Exhibition view: We Empower, PSLAB, Beirut (23–26 May 2024). Photo: Walid Rashid.
After several years abroad, I was lured back to my home city to attend ‘We Design Beirut’ (WDB), a four-day happening in May. Held at various locations across the Lebanese capital and founded by creative events executive Mariana Wehbe, the initiative is a partnership with Milan-based industrial designer Samer Alameen and London-based visual communication studio Bananamonkey.
At Cinema Royal—a 1960s adult movie theatre converted into a cultural centre—the singer and performer Khansa challenged Arab hyper-masculinity by enacting a luscious, traditionally feminised belly dance to elegiac pop songs. His spellbinding performance spoke to the rise of folkloric dance in an art context.

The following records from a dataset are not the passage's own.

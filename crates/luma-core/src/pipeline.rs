//! Fixed-order adjustment chain.
//!
//! ## Operator Order
//! 1. Exposure
//! 2. Highlights / Shadows
//! 3. Tone curve (contrast, blacks, whites)
//! 4. Temperature / Tint
//! 5. Contrast / Saturation
//! 6. Vibrance
//! 7. Noise reduction
//! 8. Sharpen, then Texture / Clarity
//! 9. Dehaze
//! 10. Vignette
//! 11. Grain
//!
//! The order is fixed; it does not depend on how the parameters were given.
//! Each step is skipped when its driving values are neutral, so an all-zero
//! parameter set leaves the image bit-for-bit unchanged.

use tracing::debug;

use crate::adjustments::{
    apply_color, apply_dehaze, apply_exposure, apply_highlights_shadows, apply_vibrance,
    apply_white_balance,
};
use crate::color::WorkingImage;
use crate::config::OperatorConstants;
use crate::curve::apply_tone_curve;
use crate::detail::{apply_noise_reduction, apply_sharpen, apply_unsharp_mask};
use crate::effects::{apply_grain, apply_vignette, GrainSeed};
use crate::AdjustmentParameters;

/// Apply every adjustment to a geometry-normalized image in place.
///
/// `grain_seed` only matters when `grain > 0`.
pub fn apply_adjustments(
    image: &mut WorkingImage,
    params: &AdjustmentParameters,
    constants: &OperatorConstants,
    grain_seed: GrainSeed,
) {
    if params.is_neutral() {
        debug!("All adjustments neutral");
        return;
    }

    apply_exposure(image, params.exposure);
    apply_highlights_shadows(image, params.highlights, params.shadows, constants);
    apply_tone_curve(image, params.contrast, params.blacks, params.whites);
    apply_white_balance(image, params.color_balance, params.tint, constants);
    apply_color(image, params.contrast, params.saturation, constants);
    apply_vibrance(image, params.vibrance, constants);
    apply_noise_reduction(image, params.noise, params.color_noise, constants);
    apply_sharpen(image, params.sharpen, constants);
    apply_unsharp_mask(image, params.texture, params.clarity, constants);
    apply_dehaze(image, params.dehaze, constants);
    apply_vignette(image, params.vignette, constants);
    apply_grain(image, params.grain, grain_seed, constants);
}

Meanwhile, in the derelict former headquarters of lighting designers PSLab, the group exhibition We Empower offered a nostalgic take on artisanal crafts presented outdoors or inside the building’s carcasses. PSLab, like most of the surrounding area, was destroyed in August 2020, when 2,750 tonnes of ammonium nitrate unsafely stored in a nearby warehouse exploded, killing over 200 people and injuring thousands.

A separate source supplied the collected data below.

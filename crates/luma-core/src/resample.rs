//! Uniform downscaling for bounded preview output.

use image::imageops::{self, FilterType};
use tracing::debug;

use crate::color::WorkingImage;

/// Dimensions that fit within `max_side` while preserving aspect ratio.
///
/// Returns the input dimensions when the image already fits.
pub fn fit_dimensions(width: u32, height: u32, max_side: u32) -> (u32, u32) {
    let long_side = width.max(height);
    if max_side == 0 || long_side <= max_side {
        return (width, height);
    }

    let scale = max_side as f64 / long_side as f64;
    let new_width = (width as f64 * scale).round() as u32;
    let new_height = (height as f64 * scale).round() as u32;
    (new_width.max(1), new_height.max(1))
}

/// Downscale so the longest side is at most `max_side`.
///
/// `None`, zero, or a `max_side` at or above the current longest side leave
/// the image unchanged. Uses a triangle (bilinear) filter.
pub fn resize_to_fit(image: WorkingImage, max_side: Option<u32>) -> WorkingImage {
    let Some(max_side) = max_side else {
        return image;
    };
    let (width, height) = image.dimensions();
    let (new_width, new_height) = fit_dimensions(width, height, max_side);
    if (new_width, new_height) == (width, height) {
        return image;
    }

    debug!(width, height, new_width, new_height, "Downscaling");
    imageops::resize(&image, new_width, new_height, FilterType::Triangle)
}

The harshness of the gutted edifice, a landmark for many Beirutis, was softened by the romantic sensibility of what was on display: a tree rising from an earth bed of lemons; a courtyard installation of handblown Levantine-style carafes the colour of the Mediterranean Sea by Ghady Azar and Galal Mahmoud; hand-carved, Roman-style columns by Elie Ayrouth. In a nearby nook, peeling walls showcased minimal, pastel-coloured artisanal tiles by the 19th-century, family-owned tile maker BlattChaya.
Following a 2019 people’s revolution against a defunct state that has failed and caused crippling inflation, WDB felt like the first regenerative approach to culture in Beirut for a long time.
As Wehbe, whose eponymous agency has long focused on design-as-installation, told me: ‘It’s not just a design week, it’s more of a feeling we are creating—especially for those of us who want to keep coming back. I always ask myself why I need to take my daughter to Milan and London to educate her on the worlds of art and design when they’re part of our heritage, too?’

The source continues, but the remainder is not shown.